§ **WORK TO COMPLETE**: Isolate every line in the data with the string "which" and copy it.

§ **DATA SHOWN**:
════════════════════
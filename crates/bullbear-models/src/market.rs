use chrono::NaiveDate;
use serde::{Deserialize, Serialize};

/// One daily OHLCV bar.
#[derive(Debug, Clone, Serialize, Deserialize, PartialEq)]
pub struct Bar {
    pub date: NaiveDate,
    pub open: f64,
    pub high: f64,
    pub low: f64,
    pub close: f64,
    pub volume: f64,
}

/// A news article about a symbol.
#[derive(Debug, Clone, Serialize, Deserialize, PartialEq)]
pub struct NewsItem {
    pub title: String,
    #[serde(default)]
    pub summary: String,
    #[serde(default)]
    pub source: String,
    #[serde(default, skip_serializing_if = "Option::is_none")]
    pub published_at: Option<String>,
    /// -1.0 (bearish) to 1.0 (bullish), when the source scores it.
    #[serde(default, skip_serializing_if = "Option::is_none")]
    pub sentiment: Option<f64>,
}
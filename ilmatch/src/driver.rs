use std::path::{
    Path,
    PathBuf,
};

use ilmatch_core::{
    serialize_body,
    AddressResolution,
    Instruction,
    SignatureCatalog,
};
use log::{
    debug,
    info,
    warn,
};
use rayon::prelude::*;
use thiserror::Error;

use crate::{
    BinaryReport,
    DriverOptions,
    TargetOutcome,
    TargetReport,
};

/// The program analysis engine providing decompiled functions of a binary.
pub trait AnalysisEngine {
    /// Handle to a function known to the engine.
    type Function;

    /// Returns the address of the first occurrence of `needle` within the binary.
    fn find_text(&self, needle: &str) -> Option<u64>;

    /// Returns the function whose body contains or references `address`.
    fn function_containing(&self, address: u64) -> Option<Self::Function>;

    /// Returns the function starting at `address`.
    fn function_at(&self, address: u64) -> Option<Self::Function>;

    /// Returns the decompiled top level instructions of the function in program order.
    fn instructions(&self, function: &Self::Function) -> Vec<Instruction>;
}

/// Opens binaries into an [AnalysisEngine].
///
/// Every binary gets its own engine and engines are never shared between workers.
pub trait EngineLoader: Sync {
    type Engine: AnalysisEngine;

    fn open(&self, binary: &Path) -> Result<Self::Engine, Box<dyn std::error::Error + Send + Sync>>;
}

#[derive(Debug, Error)]
#[error("{message}")]
pub struct SignatureError {
    message: String,
}

impl SignatureError {
    pub fn new(message: impl Into<String>) -> Self {
        Self {
            message: message.into(),
        }
    }
}

/// Generates a byte signature for a resolved function.
pub trait SignatureGenerator<F>: Sync {
    fn generate(&self, function: &F) -> Result<String, SignatureError>;
}

#[derive(Debug, Error)]
pub enum DriverError {
    #[error("failed to open binary: {0}")]
    Open(Box<dyn std::error::Error + Send + Sync>),

    #[error("anchor text {anchor:?} not found")]
    AnchorNotFound { anchor: String },

    #[error("no function references the anchor text at 0x{address:x}")]
    AnchorOutsideFunction { address: u64 },

    #[error("failed to create the worker pool: {0}")]
    WorkerPool(#[from] rayon::ThreadPoolBuildError),
}

/// Resolve every catalog target within the body of `function`.
///
/// The function body is serialized once and every target is resolved independently.
/// A variant capturing something which is not an address does not apply and the next
/// variant is tried. Targets without an address or without a function at that address
/// are left unresolved.
pub fn resolve_function<E, G>(
    engine: &E,
    function: &E::Function,
    catalog: &SignatureCatalog,
    options: &DriverOptions,
    generator: &G,
) -> Vec<TargetReport>
where
    E: AnalysisEngine,
    G: SignatureGenerator<E::Function> + ?Sized,
{
    let instructions = engine.instructions(function);
    let corpus = serialize_body(&instructions);
    debug!(
        "Serialized {} instructions into {} bytes",
        instructions.len(),
        corpus.len()
    );

    catalog
        .targets()
        .iter()
        .map(|descriptor| {
            let target = descriptor.name().to_string();
            let (result, address) = match descriptor.resolve_address(&corpus, options.radix) {
                AddressResolution::Resolved { matched, address } => (matched, address),
                AddressResolution::InvalidCapture { matched, error } => {
                    warn!("{}: {}", target, error);
                    return TargetReport {
                        target,
                        outcome: TargetOutcome::InvalidCapture {
                            variant: matched.variant(),
                            pattern: matched.pattern().source().to_string(),
                            capture: matched.capture().to_string(),
                            reason: error.to_string(),
                        },
                    };
                }
                AddressResolution::Unresolved => {
                    debug!("{}: no pattern variant matched", target);
                    return TargetReport {
                        target,
                        outcome: TargetOutcome::Unresolved,
                    };
                }
            };

            let variant = result.variant();
            let pattern = result.pattern().source().to_string();
            let Some(function) = engine.function_at(address) else {
                warn!("{}: no function at 0x{:x}", target, address);
                return TargetReport {
                    target,
                    outcome: TargetOutcome::FunctionNotFound {
                        variant,
                        pattern,
                        address,
                    },
                };
            };

            let signature = match generator.generate(&function) {
                Ok(signature) => Some(signature),
                Err(error) => {
                    warn!("{}: failed to generate signature: {}", target, error);
                    None
                }
            };

            info!("{} => 0x{:x} (variant {})", target, address, variant);
            TargetReport {
                target,
                outcome: TargetOutcome::Resolved {
                    variant,
                    pattern,
                    address,
                    signature,
                },
            }
        })
        .collect()
}

/// Locate the anchor function of a binary and resolve every catalog target within it.
pub fn resolve_binary<E, G>(
    engine: &E,
    catalog: &SignatureCatalog,
    options: &DriverOptions,
    generator: &G,
) -> Result<Vec<TargetReport>, DriverError>
where
    E: AnalysisEngine,
    G: SignatureGenerator<E::Function> + ?Sized,
{
    let address = engine
        .find_text(&options.anchor)
        .ok_or_else(|| DriverError::AnchorNotFound {
            anchor: options.anchor.clone(),
        })?;

    let function = engine
        .function_containing(address)
        .ok_or(DriverError::AnchorOutsideFunction { address })?;

    Ok(self::resolve_function(
        engine, &function, catalog, options, generator,
    ))
}

/// Resolve a batch of binaries in parallel.
///
/// Every binary is analyzed in isolation. A binary which fails does not affect the others
/// and reports are returned in the order of `binaries`.
pub fn resolve_batch<L, G>(
    loader: &L,
    binaries: &[PathBuf],
    catalog: &SignatureCatalog,
    options: &DriverOptions,
    generator: &G,
) -> Result<Vec<BinaryReport>, DriverError>
where
    L: EngineLoader,
    G: SignatureGenerator<<L::Engine as AnalysisEngine>::Function> + ?Sized,
{
    let pool = rayon::ThreadPoolBuilder::new()
        .num_threads(options.worker_count())
        .build()?;

    debug!(
        "Resolving {} binaries with {} targets on {} workers",
        binaries.len(),
        catalog.len(),
        pool.current_num_threads()
    );

    let reports: Vec<BinaryReport> = pool.install(|| {
        binaries
            .par_iter()
            .map(|binary| {
                let targets = loader
                    .open(binary)
                    .map_err(DriverError::Open)
                    .and_then(|engine| resolve_binary(&engine, catalog, options, generator));

                if let Err(error) = &targets {
                    warn!("{}: {}", binary.display(), error);
                }

                BinaryReport {
                    binary: binary.clone(),
                    targets,
                }
            })
            .collect()
    });

    Ok(reports)
}
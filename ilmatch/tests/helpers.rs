#![allow(dead_code)]

use std::{
    collections::HashMap,
    error::Error,
    path::Path,
};

use ilmatch::{
    AnalysisEngine,
    EngineLoader,
    Instruction,
    SignatureError,
    SignatureGenerator,
};

/// A function is identified by its start address.
#[derive(Debug, Clone, Copy, PartialEq, Eq, Hash)]
pub struct FunctionId(pub u64);

/// In-memory stand in for a decompiled binary.
#[derive(Debug, Default, Clone)]
pub struct MockEngine {
    pub strings: HashMap<String, u64>,
    pub string_owner: HashMap<u64, FunctionId>,
    pub functions: HashMap<FunctionId, Vec<Instruction>>,
}

impl MockEngine {
    pub fn with_anchor(mut self, anchor: &str, address: u64, owner: u64) -> Self {
        self.strings.insert(anchor.to_string(), address);
        self.string_owner.insert(address, FunctionId(owner));
        self
    }

    pub fn with_function(mut self, address: u64, body: Vec<Instruction>) -> Self {
        self.functions.insert(FunctionId(address), body);
        self
    }
}

impl AnalysisEngine for MockEngine {
    type Function = FunctionId;

    fn find_text(&self, needle: &str) -> Option<u64> {
        self.strings.get(needle).copied()
    }

    fn function_containing(&self, address: u64) -> Option<FunctionId> {
        self.string_owner.get(&address).copied()
    }

    fn function_at(&self, address: u64) -> Option<FunctionId> {
        let function = FunctionId(address);
        self.functions.contains_key(&function).then_some(function)
    }

    fn instructions(&self, function: &FunctionId) -> Vec<Instruction> {
        self.functions.get(function).cloned().unwrap_or_default()
    }
}

/// Loads engines from a fixed table keyed by the binary file name.
#[derive(Debug, Default)]
pub struct MockLoader {
    pub binaries: HashMap<String, MockEngine>,
}

impl EngineLoader for MockLoader {
    type Engine = MockEngine;

    fn open(&self, binary: &Path) -> Result<MockEngine, Box<dyn Error + Send + Sync>> {
        let name = binary.to_string_lossy().to_string();
        self.binaries
            .get(&name)
            .cloned()
            .ok_or_else(|| format!("unknown binary {}", name).into())
    }
}

/// Renders the function address as its "signature".
pub struct AddressSignature;

impl SignatureGenerator<FunctionId> for AddressSignature {
    fn generate(&self, function: &FunctionId) -> Result<String, SignatureError> {
        if function.0 == 0 {
            return Err(SignatureError::new("function too small"));
        }

        Ok(format!("{:02X} ??", function.0 & 0xFF))
    }
}

pub fn const_ptr(address: u64) -> Instruction {
    Instruction::new("HLIL_CONST_PTR").with_scalar(address)
}

pub fn var(name: &str) -> Instruction {
    Instruction::new("HLIL_VAR").with_scalar(name)
}

pub fn call(address: u64, arguments: Vec<Instruction>) -> Instruction {
    Instruction::new("HLIL_CALL")
        .with_node(self::const_ptr(address))
        .with_list(arguments)
}

/// `if (function() == 0)`
pub fn if_call_is_zero(address: u64) -> Instruction {
    Instruction::new("HLIL_IF").with_node(
        Instruction::new("HLIL_CMP_E")
            .with_node(self::call(address, vec![]))
            .with_node(Instruction::new("HLIL_CONST").with_scalar(0i64)),
    )
}

/// Body of the anchor function as seen in a linux x64 build.
pub fn linux_body() -> Vec<Instruction> {
    vec![
        Instruction::new("HLIL_VAR_INIT")
            .with_node(self::var("rbx"))
            .with_node(Instruction::new("HLIL_CONST").with_scalar(0i64)),
        self::if_call_is_zero(4096),
        Instruction::new("HLIL_IF").with_node(
            Instruction::new("HLIL_AND")
                .with_node(
                    Instruction::new("HLIL_CMP_NE")
                        .with_node(self::var("rbx"))
                        .with_node(Instruction::new("HLIL_CONST").with_scalar(0i64)),
                )
                .with_node(
                    Instruction::new("HLIL_CMP_E")
                        .with_node(self::call(8192, vec![]))
                        .with_node(Instruction::new("HLIL_CONST").with_scalar(0i64)),
                ),
        ),
        self::call(12288, vec![self::var("rdi"), self::var("rsi")]),
    ]
}

/// Body of the anchor function as seen in a windows x86 build.
pub fn windows_x86_body() -> Vec<Instruction> {
    vec![
        self::if_call_is_zero(20480),
        Instruction::new("HLIL_ASSIGN")
            .with_node(self::var("eax"))
            .with_node(self::call(24576, vec![])),
        self::call(
            28672,
            vec![
                self::var("arg1"),
                self::var("arg2"),
                self::var("arg3"),
                self::var("arg4"),
                self::var("arg5"),
            ],
        ),
    ]
}
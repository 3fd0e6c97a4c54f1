use proc_macro::TokenStream;
use syn::parse_macro_input;

extern crate proc_macro;

mod macro_pattern;

/// Compile an expression pattern and generate an instance of <a href="struct.BorrowedExpressionPattern.html">BorrowedExpressionPattern</a> at compile time.  
/// A pattern which does not contain exactly one capturing wildcard is rejected with a compile error.  
/// An exhausive overview of the pattern syntax can be found here: <a href="index.html">ilmatch</a>.
///
/// # Example
/// ```
/// # use ilmatch_core as ilmatch;
/// # use ilmatch_core::*;
/// # use ilmatch_proc::*;
/// static MY_PATTERN: &dyn ExpressionPattern = &pattern!("HLIL_CALL(HLIL_CONST_PTR(??), ())");
/// ```
///
/// A pattern without a capturing wildcard does not compile:
/// ```compile_fail
/// # use ilmatch_core as ilmatch;
/// # use ilmatch_core::*;
/// # use ilmatch_proc::*;
/// static MY_PATTERN: &dyn ExpressionPattern = &pattern!("A(..)");
/// ```
///
/// Neither does a pattern with more than one:
/// ```compile_fail
/// # use ilmatch_core as ilmatch;
/// # use ilmatch_core::*;
/// # use ilmatch_proc::*;
/// static MY_PATTERN: &dyn ExpressionPattern = &pattern!("A(??, ??)");
/// ```
#[proc_macro]
pub fn pattern(item: TokenStream) -> TokenStream {
    let item = parse_macro_input!(item);

    macro_pattern::pattern(item)
        .unwrap_or_else(|e| e.to_compile_error())
        .into()
}
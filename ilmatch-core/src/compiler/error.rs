use core::{
    fmt::{
        self,
        Debug,
        Display,
    },
    ops::Range,
};

/// A PositionedError representing an error that is associated with a specific position in the given pattern.
#[derive(Debug, PartialEq, Clone)]
pub struct PositionedError<E: Debug + PartialEq> {
    position: Range<usize>,
    inner: E,
}

impl<E: Debug + PartialEq> PositionedError<E> {
    pub fn new(position: Range<usize>, inner: E) -> Self {
        Self { position, inner }
    }

    pub fn position(&self) -> &Range<usize> {
        &self.position
    }

    pub fn inner(&self) -> &E {
        &self.inner
    }
}

impl<E: Debug + PartialEq + Display> Display for PositionedError<E> {
    fn fmt(&self, f: &mut fmt::Formatter<'_>) -> fmt::Result {
        write!(
            f,
            "{} (at {}..{})",
            self.inner, self.position.start, self.position.end
        )
    }
}
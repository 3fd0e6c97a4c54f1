use std::{
    fmt::{
        self,
        Display,
    },
    path::PathBuf,
};

use crate::DriverError;

/// Outcome of resolving one target within one binary.
#[derive(Debug, Clone, PartialEq, Eq)]
pub enum TargetOutcome {
    /// A pattern variant matched and the capture resolved to a function.
    Resolved {
        variant: usize,
        pattern: String,
        address: u64,
        signature: Option<String>,
    },

    /// No pattern variant matched.
    Unresolved,

    /// A pattern variant matched but the capture is not an address.
    InvalidCapture {
        variant: usize,
        pattern: String,
        capture: String,
        reason: String,
    },

    /// The captured address does not belong to a function.
    FunctionNotFound {
        variant: usize,
        pattern: String,
        address: u64,
    },
}

#[derive(Debug, Clone, PartialEq, Eq)]
pub struct TargetReport {
    pub target: String,
    pub outcome: TargetOutcome,
}

impl TargetReport {
    pub fn address(&self) -> Option<u64> {
        match &self.outcome {
            TargetOutcome::Resolved { address, .. } => Some(*address),
            _ => None,
        }
    }

    pub fn is_resolved(&self) -> bool {
        matches!(self.outcome, TargetOutcome::Resolved { .. })
    }
}

impl Display for TargetReport {
    fn fmt(&self, f: &mut fmt::Formatter<'_>) -> fmt::Result {
        match &self.outcome {
            TargetOutcome::Resolved {
                address,
                signature,
                ..
            } => {
                write!(f, "{} => 0x{:x}", self.target, address)?;
                if let Some(signature) = signature {
                    write!(f, "\n~ sig: {}", signature)?;
                }
                Ok(())
            }
            TargetOutcome::Unresolved => write!(f, "{} unresolved", self.target),
            TargetOutcome::InvalidCapture { reason, .. } => {
                write!(f, "{} unresolved ({})", self.target, reason)
            }
            TargetOutcome::FunctionNotFound { address, .. } => write!(
                f,
                "{} unresolved (no function at 0x{:x})",
                self.target, address
            ),
        }
    }
}

/// Resolution results of a single binary.
#[derive(Debug)]
pub struct BinaryReport {
    pub binary: PathBuf,
    pub targets: Result<Vec<TargetReport>, DriverError>,
}

impl BinaryReport {
    /// Returns the address of the target if it has been resolved.
    pub fn address(&self, target: &str) -> Option<u64> {
        self.targets
            .as_ref()
            .ok()?
            .iter()
            .find(|report| report.target == target)?
            .address()
    }
}

impl Display for BinaryReport {
    fn fmt(&self, f: &mut fmt::Formatter<'_>) -> fmt::Result {
        let targets = match &self.targets {
            Ok(targets) => targets,
            Err(error) => return write!(f, "~ {}: {}", self.binary.display(), error),
        };

        for (index, target) in targets.iter().enumerate() {
            if index > 0 {
                writeln!(f)?;
            }

            write!(f, "~ {}:{}", self.binary.display(), target)?;
        }

        Ok(())
    }
}
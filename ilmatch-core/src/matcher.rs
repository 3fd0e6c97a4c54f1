use core::ops::Range;

use crate::{
    atom::is_word_char,
    Atom,
    ExpressionPattern,
    MatchHint,
    MatchTarget,
};

/// A single match of an [ExpressionPattern] within a corpus.
#[derive(Debug, Clone, PartialEq, Eq)]
pub struct Match<'a> {
    region: Range<usize>,
    capture_range: Range<usize>,
    capture: &'a str,
}

impl<'a> Match<'a> {
    /// Byte range of the corpus covered by the whole pattern.
    pub fn region(&self) -> &Range<usize> {
        &self.region
    }

    /// Byte range of the corpus covered by the capturing wildcard.
    pub fn capture_range(&self) -> &Range<usize> {
        &self.capture_range
    }

    /// The captured text, verbatim. No numeric interpretation is performed.
    pub fn capture(&self) -> &'a str {
        self.capture
    }
}

/// The `ExpressionMatcher` is responsible for searching an [ExpressionPattern] within a [MatchTarget].
///
/// Use [`ExpressionMatcher::next_match`] to iterate through matches of the specified pattern.
/// Matches are reported by their leftmost start position, the same way a backtracking
/// regular expression with greedy `\w+` wildcards would report them.
pub struct ExpressionMatcher<'a, T: MatchTarget + ?Sized = str> {
    pattern: &'a dyn ExpressionPattern,
    target: &'a T,

    match_offset: usize,
    capture: Range<usize>,
}

impl<'a, T: MatchTarget + ?Sized> ExpressionMatcher<'a, T> {
    pub fn new(pattern: &'a dyn ExpressionPattern, target: &'a T) -> Self {
        Self {
            pattern,
            target,

            match_offset: 0,
            capture: 0..0,
        }
    }

    /// Length in bytes of the word character run starting at `cursor`.
    fn word_run_length(&self, cursor: usize) -> Option<usize> {
        let remaining = self.target.remaining(cursor)?;
        let length = remaining
            .char_indices()
            .find(|(_, value)| !is_word_char(*value))
            .map_or(remaining.len(), |(index, _)| index);

        Some(length)
    }

    /// Matches the atoms starting at the data cursor.
    /// Returns the cursor after the last atom or `None` if the atoms do not match.
    fn match_atoms(&mut self, mut data_cursor: usize, atoms: &[Atom]) -> Option<usize> {
        let pattern = self.pattern;
        let target = self.target;

        let mut atom_cursor = 0;
        while atom_cursor < atoms.len() {
            match atoms[atom_cursor] {
                Atom::Literal {
                    text_start,
                    text_end,
                } => {
                    let expected_text = &pattern.literal_text()[text_start..text_end];
                    let actual_text = target.subrange(data_cursor, expected_text.len())?;

                    if expected_text != actual_text {
                        return None;
                    }

                    atom_cursor += 1;
                    data_cursor += expected_text.len();
                }

                atom @ (Atom::Wildcard | Atom::Capture) => {
                    let run_length = self.word_run_length(data_cursor)?;
                    let run = target.subrange(data_cursor, run_length)?;

                    /* greedy: try the longest run first and give back one character at a time */
                    let mut length = run_length;
                    while length > 0 {
                        if matches!(atom, Atom::Capture) {
                            self.capture = data_cursor..data_cursor + length;
                        }

                        if let Some(data_cursor) =
                            self.match_atoms(data_cursor + length, &atoms[atom_cursor + 1..])
                        {
                            /* match :) */
                            return Some(data_cursor);
                        }

                        length = run[..length]
                            .char_indices()
                            .next_back()
                            .map_or(0, |(index, _)| index);
                    }

                    return None;
                }
            }
        }

        Some(data_cursor)
    }

    /// Returns the text every match has to start with.
    fn leading_literal(&self) -> &'a str {
        let pattern = self.pattern;
        match pattern.atoms().first() {
            Some(Atom::Literal {
                text_start,
                text_end,
            }) => &pattern.literal_text()[*text_start..*text_end],
            _ => "",
        }
    }

    /// Finds the next match for the associated [ExpressionPattern] within the [MatchTarget].
    ///
    /// # Returns
    /// - `Some(Match)` containing the matched region and the captured text.
    /// - `None` if no further matches are available.
    pub fn next_match(&mut self) -> Option<Match<'a>> {
        let pattern = self.pattern;
        let target = self.target;
        let leading_literal = self.leading_literal();

        while self.match_offset <= target.match_length() {
            let offset = match target.match_hint(self.match_offset, leading_literal) {
                MatchHint::MaybeMatch(offset) => offset,
                MatchHint::NoMatches => break,
            };

            /* the next attempt starts at the following character */
            self.match_offset = offset
                + target
                    .remaining(offset)
                    .and_then(|remaining| remaining.chars().next())
                    .map_or(1, char::len_utf8);

            self.capture = 0..0;
            let Some(match_end) = self.match_atoms(offset, pattern.atoms()) else {
                continue;
            };

            let capture = target
                .subrange(self.capture.start, self.capture.len())
                .unwrap_or_default();

            return Some(Match {
                region: offset..match_end,
                capture_range: self.capture.clone(),
                capture,
            });
        }

        self.match_offset = target.match_length() + 1;
        None
    }
}

/// Search the corpus for the leftmost match of the pattern.
///
/// A pattern may span multiple instructions of a newline joined corpus.
pub fn find_first<'a>(pattern: &'a dyn ExpressionPattern, corpus: &'a str) -> Option<Match<'a>> {
    ExpressionMatcher::new(pattern, corpus).next_match()
}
════════════════════
§ **RESPONSE BOX**:
/// A variant capturing something which is not an address does not apply and the next
/// Every binary is analyzed in isolation. A binary which fails does not affect the others
/// A pattern which does not contain exactly one capturing wildcard is rejected with a compile error.  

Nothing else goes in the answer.